In recent years, many researchers have performed experimental and numerical studies on the flow forming process. Hayama and Kudo 1 developed a theory for forward and backward tube spinning and studied the diametral growth (DG) and strain rate in the deformation region and examined the evaluation of the diameteral preciseness of the flow-formed tubes. Kemin et al. 2 developed an elastic–plastic finite element (FE) model to simulate the tube spinning process in order to comprehend the properties of tube spinning and experimentally studied the DG. A FE model of tube spinning was presented by Xu et al. 3 so as to categorize the deformation area in the axial, radial and tangential directions. Finite element method (FEM) results were in good agreement with the practical deformity condition and the experimental outcomes of Hayama and Kudo. 1 Hua et al. 4 executed a practical spinning process of Hastelloy C alloy pre-form and simulated a three-dimensional (3D) elastic–plastic model. They showed that there are imperfections in the contact zone between the pre-form and the mandrel, such as bell-mouth, build-up, bulging and DG. Groche and Fritsche 5 used flow forming as a recently developed technique to fabricate internally geared wheels with high precise dimensions. 5
Davidson et al. 6 investigated the quality of flow-formed annealed AA6061 tubular pre-form and evaluated the accrued imperfections. They used the Taguchi method to forecast the maximum elongation of flow-formed AA6061 tubular pre-form. 7 Furthermore, they implemented a response surface methodology (RSM) tool to improve the surface roughness of flow-formed AA6061 tubular pre-form empirically. 8
Parsa et al. 9 evaluated the influences of the roller attack angle and feed rate on the flow formability of the forward flow-forming process. They showed that the S/L ratio (ratio of the contact length in the circumferential direction to the contact length in the longitudinal direction in the interface area between pre-form and roller) increases while the values of attack angle and feed rate increase. Debin et al. 10 Simulated backward flow forming by the FEM and investigated the dependency of microstructure and texture to deformation records.

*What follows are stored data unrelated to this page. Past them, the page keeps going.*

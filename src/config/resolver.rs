//! Resolution of strategy sections against the registries.
//!
//! Each entry of `exchangeStrategies` / `crossExchangeStrategies` is a
//! mapping whose keys name registered strategy types. The payload under a
//! known key is re-encoded as canonical JSON and decoded into the
//! registered type.

use serde_yaml::{Mapping, Value};
use tracing::debug;

use super::schema::StringSlice;
use super::stash::{shape_of, Stash};
use crate::error::ConfigError;
use crate::strategy::{
    CrossExchangeStrategy, ExchangeStrategyMount, Registries, Registry, SingleExchangeStrategy,
};

pub const EXCHANGE_STRATEGIES: &str = "exchangeStrategies";
pub const CROSS_EXCHANGE_STRATEGIES: &str = "crossExchangeStrategies";

/// Entry key holding the session names a single-exchange strategy runs on.
const MOUNT_KEY: &str = "on";

/// Options controlling strategy resolution.
#[derive(Debug, Clone, Copy, Default, PartialEq, Eq)]
pub struct LoadOptions {
    /// Fail on entry keys that are not registered strategy ids instead of
    /// skipping them.
    pub strict: bool,
}

impl LoadOptions {
    #[must_use]
    pub const fn strict() -> Self {
        Self { strict: true }
    }
}

/// Strategies resolved from one document.
#[derive(Debug, Default)]
pub struct ResolvedStrategies {
    pub exchange: Vec<ExchangeStrategyMount>,
    pub cross_exchange: Vec<Box<dyn CrossExchangeStrategy>>,
}

/// Resolve both strategy sections of `stash`.
///
/// Either every entry resolves or an error is returned and nothing is kept.
pub fn resolve(
    stash: &Stash,
    registries: &Registries,
    options: LoadOptions,
) -> Result<ResolvedStrategies, ConfigError> {
    Ok(ResolvedStrategies {
        exchange: resolve_exchange_strategies(stash, &registries.single, options)?,
        cross_exchange: resolve_cross_exchange_strategies(stash, &registries.cross, options)?,
    })
}

fn resolve_exchange_strategies(
    stash: &Stash,
    registry: &Registry<dyn SingleExchangeStrategy>,
    options: LoadOptions,
) -> Result<Vec<ExchangeStrategyMount>, ConfigError> {
    let Some(entries) = section_entries(stash, EXCHANGE_STRATEGIES, registry.is_empty())? else {
        return Ok(Vec::new());
    };

    let mut resolved = Vec::new();
    for (index, entry) in entries.iter().enumerate() {
        let fields = entry_fields(EXCHANGE_STRATEGIES, index, entry)?;
        let mounts = mounts_of(fields);

        for (id, payload) in strategy_fields(EXCHANGE_STRATEGIES, index, fields, options, |id| {
            registry.contains(id)
        })? {
            let strategy = materialize(registry, EXCHANGE_STRATEGIES, index, id, payload)?;
            debug!(
                section = EXCHANGE_STRATEGIES,
                index,
                id,
                mounts = ?mounts,
                "Resolved strategy"
            );
            resolved.push(ExchangeStrategyMount::new(mounts.clone(), strategy));
        }
    }

    Ok(resolved)
}

fn resolve_cross_exchange_strategies(
    stash: &Stash,
    registry: &Registry<dyn CrossExchangeStrategy>,
    options: LoadOptions,
) -> Result<Vec<Box<dyn CrossExchangeStrategy>>, ConfigError> {
    let Some(entries) = section_entries(stash, CROSS_EXCHANGE_STRATEGIES, registry.is_empty())?
    else {
        return Ok(Vec::new());
    };

    let mut resolved = Vec::new();
    for (index, entry) in entries.iter().enumerate() {
        let fields = entry_fields(CROSS_EXCHANGE_STRATEGIES, index, entry)?;

        for (id, payload) in
            strategy_fields(CROSS_EXCHANGE_STRATEGIES, index, fields, options, |id| {
                registry.contains(id)
            })?
        {
            let strategy = materialize(registry, CROSS_EXCHANGE_STRATEGIES, index, id, payload)?;
            debug!(section = CROSS_EXCHANGE_STRATEGIES, index, id, "Resolved strategy");
            resolved.push(strategy);
        }
    }

    Ok(resolved)
}

/// Entries of a strategy section, or `None` when the section is absent.
fn section_entries<'a>(
    stash: &'a Stash,
    section: &'static str,
    registry_is_empty: bool,
) -> Result<Option<&'a [Value]>, ConfigError> {
    let Some(value) = stash.get(section) else {
        return Ok(None);
    };

    let Value::Sequence(entries) = value else {
        return Err(ConfigError::MalformedSection {
            section,
            found: shape_of(value),
        });
    };

    if registry_is_empty {
        return Err(ConfigError::NoExtensionsRegistered { section });
    }

    Ok(Some(entries))
}

fn entry_fields<'a>(
    section: &'static str,
    index: usize,
    entry: &'a Value,
) -> Result<&'a Mapping, ConfigError> {
    match entry {
        Value::Mapping(fields) => Ok(fields),
        other => Err(ConfigError::MalformedEntry {
            section,
            index,
            found: shape_of(other),
        }),
    }
}

/// Session names from the `on` key; any shape other than a string or a
/// list of strings mounts nowhere.
fn mounts_of(fields: &Mapping) -> Vec<String> {
    let mounts = fields
        .get(MOUNT_KEY)
        .and_then(StringSlice::from_value)
        .map(StringSlice::into_inner)
        .unwrap_or_default();

    let mut unique: Vec<String> = Vec::with_capacity(mounts.len());
    for mount in mounts {
        if !unique.contains(&mount) {
            unique.push(mount);
        }
    }
    unique
}

/// Registered `(id, payload)` pairs of an entry, in document order.
fn strategy_fields<'a>(
    section: &'static str,
    index: usize,
    fields: &'a Mapping,
    options: LoadOptions,
    is_registered: impl Fn(&str) -> bool,
) -> Result<Vec<(&'a str, &'a Value)>, ConfigError> {
    let mut known = Vec::new();

    for (key, payload) in fields {
        let id = match key.as_str() {
            Some(MOUNT_KEY) => continue,
            Some(id) if is_registered(id) => id,
            _ => {
                let id = key_label(key);
                if options.strict {
                    return Err(ConfigError::UnknownStrategy { section, index, id });
                }
                debug!(section, index, id = %id, "Skipping unregistered strategy key");
                continue;
            }
        };
        known.push((id, payload));
    }

    Ok(known)
}

fn key_label(key: &Value) -> String {
    match key {
        Value::String(id) => id.clone(),
        other => serde_yaml::to_string(other)
            .map(|rendered| rendered.trim_end().to_owned())
            .unwrap_or_else(|_| format!("{other:?}")),
    }
}

/// Re-encode a generic payload as canonical JSON and decode it with the
/// factory registered for `id`.
///
/// A null payload (`grid:` with nothing after it) decodes like an empty
/// mapping so strategies with all-default fields need no body.
fn materialize<S: ?Sized>(
    registry: &Registry<S>,
    section: &'static str,
    index: usize,
    id: &str,
    payload: &Value,
) -> Result<Box<S>, ConfigError> {
    let Some(factory) = registry.lookup(id) else {
        // strategy_fields only yields registered ids
        return Err(ConfigError::UnknownStrategy {
            section,
            index,
            id: id.to_owned(),
        });
    };

    let empty = Value::Mapping(Mapping::new());
    let payload = if payload.is_null() { &empty } else { payload };

    let bytes = serde_json::to_vec(payload).map_err(|source| ConfigError::ExtensionDecode {
        section,
        index,
        id: id.to_owned(),
        payload: key_label(payload),
        source,
    })?;

    factory(&bytes).map_err(|source| ConfigError::ExtensionDecode {
        section,
        index,
        id: id.to_owned(),
        payload: String::from_utf8_lossy(&bytes).into_owned(),
        source,
    })
}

Roy et al.11,12 accomplished experimental and numerical examinations on the flow-forming process and illustrated the contribution of the local equivalent plastic strain on the roller and mandrel. They investigated the correlation between the plastic strain and micro-indentation hardness. Furthermore, a generalized interpretation was developed considering the contact area between roller and pre-form during a single roller flow-forming operation.
Mohebi and Akbarzadeh 13 investigated the local plastic deformation of AA 6063 alloy during a flow-forming process using only one roller. They attained that high shear strains happened in both the longitudinal and traverse direction of pre-form.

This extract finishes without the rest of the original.